Records from a dataset
━━━━━━━━━━
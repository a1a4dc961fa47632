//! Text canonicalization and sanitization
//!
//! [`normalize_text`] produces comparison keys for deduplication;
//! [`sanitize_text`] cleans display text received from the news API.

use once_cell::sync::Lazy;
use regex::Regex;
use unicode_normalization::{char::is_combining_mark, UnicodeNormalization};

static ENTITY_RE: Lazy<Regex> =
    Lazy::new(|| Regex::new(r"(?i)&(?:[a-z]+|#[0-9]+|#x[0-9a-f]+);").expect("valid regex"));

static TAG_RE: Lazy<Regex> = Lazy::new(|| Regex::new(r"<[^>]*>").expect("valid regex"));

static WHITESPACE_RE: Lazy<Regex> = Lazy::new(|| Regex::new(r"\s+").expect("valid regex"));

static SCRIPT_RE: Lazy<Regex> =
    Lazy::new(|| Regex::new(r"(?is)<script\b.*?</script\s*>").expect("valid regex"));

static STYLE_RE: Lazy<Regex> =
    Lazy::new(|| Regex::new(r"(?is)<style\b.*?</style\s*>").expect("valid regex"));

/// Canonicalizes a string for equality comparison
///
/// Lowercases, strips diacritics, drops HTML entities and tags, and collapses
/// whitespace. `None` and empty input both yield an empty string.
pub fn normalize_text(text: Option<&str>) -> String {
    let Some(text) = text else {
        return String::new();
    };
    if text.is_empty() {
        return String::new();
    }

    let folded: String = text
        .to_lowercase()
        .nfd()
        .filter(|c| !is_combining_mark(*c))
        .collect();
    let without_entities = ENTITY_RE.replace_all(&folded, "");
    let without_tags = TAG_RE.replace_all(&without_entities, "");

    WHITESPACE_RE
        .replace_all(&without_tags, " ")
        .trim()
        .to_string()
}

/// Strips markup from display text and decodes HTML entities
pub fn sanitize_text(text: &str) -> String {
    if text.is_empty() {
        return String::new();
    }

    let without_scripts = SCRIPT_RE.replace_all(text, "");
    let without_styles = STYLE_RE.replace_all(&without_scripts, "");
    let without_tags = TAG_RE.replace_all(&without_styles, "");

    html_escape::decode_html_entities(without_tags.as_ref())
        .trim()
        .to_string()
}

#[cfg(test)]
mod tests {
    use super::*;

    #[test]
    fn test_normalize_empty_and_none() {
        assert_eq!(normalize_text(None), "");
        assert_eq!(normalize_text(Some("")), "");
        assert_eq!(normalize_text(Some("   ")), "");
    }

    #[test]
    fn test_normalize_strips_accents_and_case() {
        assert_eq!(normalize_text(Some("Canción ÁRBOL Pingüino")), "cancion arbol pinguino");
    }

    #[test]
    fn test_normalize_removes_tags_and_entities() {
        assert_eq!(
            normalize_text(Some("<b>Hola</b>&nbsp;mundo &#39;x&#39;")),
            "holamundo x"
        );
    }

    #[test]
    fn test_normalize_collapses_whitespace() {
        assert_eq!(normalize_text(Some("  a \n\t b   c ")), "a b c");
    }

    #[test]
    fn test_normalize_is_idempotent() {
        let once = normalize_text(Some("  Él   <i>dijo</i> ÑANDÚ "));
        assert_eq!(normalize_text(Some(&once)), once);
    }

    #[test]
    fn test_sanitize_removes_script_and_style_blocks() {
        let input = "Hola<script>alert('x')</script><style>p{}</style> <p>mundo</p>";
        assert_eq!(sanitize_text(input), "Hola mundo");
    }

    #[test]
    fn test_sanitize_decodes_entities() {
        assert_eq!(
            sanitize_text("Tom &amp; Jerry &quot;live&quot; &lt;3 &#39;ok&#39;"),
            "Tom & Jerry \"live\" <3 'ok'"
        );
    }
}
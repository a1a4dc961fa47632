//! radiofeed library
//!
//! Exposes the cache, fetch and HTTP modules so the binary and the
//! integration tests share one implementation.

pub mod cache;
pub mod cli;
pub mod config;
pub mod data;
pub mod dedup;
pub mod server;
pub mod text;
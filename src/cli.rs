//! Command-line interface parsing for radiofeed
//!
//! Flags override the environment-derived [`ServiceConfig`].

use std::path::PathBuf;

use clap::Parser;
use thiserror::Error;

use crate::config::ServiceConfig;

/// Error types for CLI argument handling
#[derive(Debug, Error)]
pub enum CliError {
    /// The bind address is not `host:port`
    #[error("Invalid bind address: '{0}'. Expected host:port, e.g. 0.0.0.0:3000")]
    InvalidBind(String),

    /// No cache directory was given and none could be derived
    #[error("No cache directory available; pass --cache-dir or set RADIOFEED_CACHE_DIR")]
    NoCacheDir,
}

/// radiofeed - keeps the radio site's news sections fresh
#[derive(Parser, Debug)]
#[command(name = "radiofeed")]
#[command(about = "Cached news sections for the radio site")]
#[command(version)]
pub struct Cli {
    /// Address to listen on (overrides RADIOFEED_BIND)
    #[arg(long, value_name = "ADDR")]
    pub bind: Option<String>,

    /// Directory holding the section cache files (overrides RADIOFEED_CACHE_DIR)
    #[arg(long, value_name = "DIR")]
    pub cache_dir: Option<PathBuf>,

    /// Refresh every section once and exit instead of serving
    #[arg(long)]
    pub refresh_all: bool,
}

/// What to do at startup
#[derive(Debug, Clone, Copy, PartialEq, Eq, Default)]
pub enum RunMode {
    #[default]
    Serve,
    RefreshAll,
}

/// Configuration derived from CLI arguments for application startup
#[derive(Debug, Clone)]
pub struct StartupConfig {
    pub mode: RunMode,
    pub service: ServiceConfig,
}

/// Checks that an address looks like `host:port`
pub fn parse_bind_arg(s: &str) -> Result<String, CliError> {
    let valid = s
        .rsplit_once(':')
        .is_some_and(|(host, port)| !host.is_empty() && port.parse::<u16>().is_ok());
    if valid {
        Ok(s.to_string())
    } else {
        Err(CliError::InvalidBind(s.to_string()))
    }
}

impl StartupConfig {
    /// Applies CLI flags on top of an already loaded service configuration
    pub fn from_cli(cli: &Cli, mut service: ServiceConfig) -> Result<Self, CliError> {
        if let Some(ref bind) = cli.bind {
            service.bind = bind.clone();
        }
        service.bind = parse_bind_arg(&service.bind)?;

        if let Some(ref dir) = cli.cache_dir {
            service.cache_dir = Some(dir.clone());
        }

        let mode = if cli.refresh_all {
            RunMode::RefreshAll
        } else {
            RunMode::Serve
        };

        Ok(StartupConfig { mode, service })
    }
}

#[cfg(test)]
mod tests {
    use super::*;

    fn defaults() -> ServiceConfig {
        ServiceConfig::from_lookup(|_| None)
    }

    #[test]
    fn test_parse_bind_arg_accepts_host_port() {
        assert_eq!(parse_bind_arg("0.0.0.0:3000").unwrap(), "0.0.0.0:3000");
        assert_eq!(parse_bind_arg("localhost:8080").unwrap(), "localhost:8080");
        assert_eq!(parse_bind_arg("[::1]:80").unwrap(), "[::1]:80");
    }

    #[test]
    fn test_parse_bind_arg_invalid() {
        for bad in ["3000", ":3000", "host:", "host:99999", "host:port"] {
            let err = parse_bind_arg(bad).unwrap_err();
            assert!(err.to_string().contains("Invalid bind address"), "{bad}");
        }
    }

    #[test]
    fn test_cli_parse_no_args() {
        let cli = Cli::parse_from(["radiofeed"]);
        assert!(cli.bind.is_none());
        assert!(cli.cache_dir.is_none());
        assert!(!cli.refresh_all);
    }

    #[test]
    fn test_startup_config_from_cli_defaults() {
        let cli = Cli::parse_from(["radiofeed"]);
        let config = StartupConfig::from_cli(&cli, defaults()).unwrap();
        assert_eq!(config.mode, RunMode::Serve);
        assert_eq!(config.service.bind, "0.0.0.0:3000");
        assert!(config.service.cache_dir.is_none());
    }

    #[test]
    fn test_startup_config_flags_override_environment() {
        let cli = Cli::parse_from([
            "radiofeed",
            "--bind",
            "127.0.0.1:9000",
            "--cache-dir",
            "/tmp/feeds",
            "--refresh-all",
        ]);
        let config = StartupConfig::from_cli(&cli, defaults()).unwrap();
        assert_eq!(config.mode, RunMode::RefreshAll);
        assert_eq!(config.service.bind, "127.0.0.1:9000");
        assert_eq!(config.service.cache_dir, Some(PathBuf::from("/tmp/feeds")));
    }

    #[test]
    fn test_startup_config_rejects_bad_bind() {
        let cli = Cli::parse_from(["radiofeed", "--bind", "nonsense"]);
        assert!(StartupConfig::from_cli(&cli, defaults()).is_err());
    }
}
━━━━━━━━━━
Instructions for the task ::
Go through the lines above and copy any that contain "Jerry".

Exercise answer ::
            sanitize_text("Tom &amp; Jerry &quot;live&quot; &lt;3 &#39;ok&#39;"),
            "Tom & Jerry \"live\" <3 'ok'"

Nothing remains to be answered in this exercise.